The total net profit represents the bottom line for a trading system over a specified period of time. This metric is calculated by subtracting the gross loss of all losing trades (including commissions) from the gross profit of all winning trades.

While many traders use total net profit as the primary means to measure trading performance, the metric alone can be deceptive. By itself, this metric cannot determine if a trading system is performing efficiently, nor can it normalize the results of a trading system based on the amount of risk that is sustained. While certainly a valuable metric, total net profit should be viewed in concert with other performance metrics.

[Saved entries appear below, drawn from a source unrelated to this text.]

use std::io;
use std::path::PathBuf;

/// Errors from entity store operations.
#[derive(Debug, thiserror::Error)]
pub enum StoreError {
    /// A non-blank line in the store file is not valid JSON.
    #[error("malformed record on line {line}: {source}")]
    MalformedRecord {
        /// 1-based line number within the store file.
        line: usize,
        #[source]
        source: serde_json::Error,
    },

    /// The store file is missing or unreadable.
    #[error("failed to read {}: {source}", path.display())]
    Read {
        path: PathBuf,
        #[source]
        source: io::Error,
    },

    /// The store file (or its temporary sibling) could not be written.
    #[error("failed to write {}: {source}", path.display())]
    Write {
        path: PathBuf,
        #[source]
        source: io::Error,
    },

    /// A record could not be serialized.
    #[error("serialization error: {0}")]
    Serialization(String),
}

/// Result alias for store operations.
pub type StoreResult<T> = Result<T, StoreError>;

Gross Profit = Total of all Winning Trades

Gross Loss = Total of all losing trades

Profit Factor = gross profit / gross loss

The profit factor is defined as the gross profit divided by the gross loss (including commissions) for the entire trading period. This performance metric relates the amount of profit per unit of risk, with values greater than one indicating a profitable system.

We all know that not every trade will be a winner and that we will have to sustain losses. The profit factor metric helps traders analyze the degree to which wins are greater than losses.

The percent profitable metric is also known as the probability of winning. This metric is calculated by dividing the number of winning trades by the total number of trades for a specified period.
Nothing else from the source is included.